Marriott already has experience in dealing with the Abu Dhabi Investment Authority (ADIA), the world’s third-biggest sovereign wealth fund with $627bn of assets under management, according to the SWF Institute. Last year, ADIA bought 42 Marriott hotels controlled by the UK’s Royal Bank of Scotland, as well as purchasing three Edition-branded hotels in London, New York and Miami for $800m.

Kyriakidis is also refusing to rule out the prospect of any further acquisitions, though he won’t specify where.

“The analyst community was very positive on the Protea acquisition as being highly strategic, value generative and exactly the right thing to do at this point in time of Africa’s growth trajectory,” he says. “Does that mean it’s the end and we pack up shop? The short answer is absolutely not. We are very committed to growth and will look at any or all opportunities in the future, whether organic or acquisition.”

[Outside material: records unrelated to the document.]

//! Single-paper lookup command

use anyhow::Result;
use std::io::Write;

use crate::adapters::semantic_scholar::SemanticScholarClient;
use crate::services::impact::ImpactScorer;
use crate::storage::JournalStore;
use crate::utils::format::format_scored_paper;

/// Print one paper's details, with its impact score when a store is given.
///
/// Returns whether the paper was found.
pub async fn show_paper(
    client: &mut SemanticScholarClient,
    store: Option<&JournalStore>,
    paper_id: &str,
    fields: Option<&str>,
    out: &mut impl Write,
) -> Result<bool> {
    let Some(paper) = client.paper_details(paper_id, fields).await? else {
        writeln!(out, "Paper '{}' not found", paper_id)?;
        return Ok(false);
    };

    let impact = match store {
        Some(store) => Some(ImpactScorer::new(store).assess(&paper)?),
        None => None,
    };
    writeln!(out, "{}", format_scored_paper(&paper, impact.as_ref()))?;
    Ok(true)
}
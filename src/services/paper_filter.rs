//! Exclusion of papers mentioning unwanted terms

use crate::models::Paper;
use tracing::info;

/// Papers that survived filtering, and how many were dropped.
#[derive(Debug, Clone, Default)]
pub struct FilterOutcome {
    pub papers: Vec<Paper>,
    pub excluded: usize,
}

/// Remove papers whose title or abstract contains any of `exclude_terms`,
/// ignoring case. Blank terms are ignored and order is preserved.
pub fn filter_excluded_terms(papers: Vec<Paper>, exclude_terms: &[String]) -> FilterOutcome {
    let terms: Vec<String> = exclude_terms
        .iter()
        .map(|t| t.trim().to_lowercase())
        .filter(|t| !t.is_empty())
        .collect();

    if terms.is_empty() {
        return FilterOutcome {
            papers,
            excluded: 0,
        };
    }

    let total = papers.len();
    let kept: Vec<Paper> = papers
        .into_iter()
        .filter(|paper| !mentions_any(paper, &terms))
        .collect();
    let excluded = total - kept.len();

    if excluded > 0 {
        info!(
            "Excluded {} papers containing excluded terms. {} papers remaining.",
            excluded,
            kept.len()
        );
    }

    FilterOutcome {
        papers: kept,
        excluded,
    }
}

fn mentions_any(paper: &Paper, terms: &[String]) -> bool {
    let title = paper.title.as_deref().unwrap_or_default().to_lowercase();
    let summary = paper.r#abstract.as_deref().unwrap_or_default().to_lowercase();
    terms
        .iter()
        .any(|term| title.contains(term.as_str()) || summary.contains(term.as_str()))
}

But it seems that most of the growth will come organically. Marriott’s plans for the UAE market are extensive; it has 2,700 rooms in the country right now, and will push that up to 5,500 rooms by the end of 2015. By 2020, Kyriakidis thinks he can get that figure to around the 10,000 mark.

Much of that expansion will take place in Dubai, a city that now lies third globally in terms of revenue per available room (RevPAR, a key industry metric) at $185, placing it just behind New York and Paris. Barely a month seems to go past without a new glitzy hotel opening up in the UAE’s commercial capital, but Kyriakidis says he has no concerns about Dubai’s capacity to suck up new supply.

“I look back to my files in 2007 — the year before the global crash — and at that time in Dubai there were 34,000 rooms,” he says. “Today there are 60,000 and another 20,000 in the pipeline. What’s extraordinary is that Dubai has been able to absorb the global crisis and the growth in rooms, and still have 79 percent occupancy in the year to date today.”

The Marriott executive points towards recent investment infrastructure by the government in the travel and tourism industry, especially with regard to new hotels and the full launch of Al Maktoum International, the emirate’s second airport, in October.

“Another key fundamental is the focus on expanding the market beyond business and couple leisure into family,” he adds. “Family is clearly the sector that is being focused on when making these kind of announcements — the theme parks that are being built, the kind of investment that Abu Dhabi is making in culture tourism and so on.”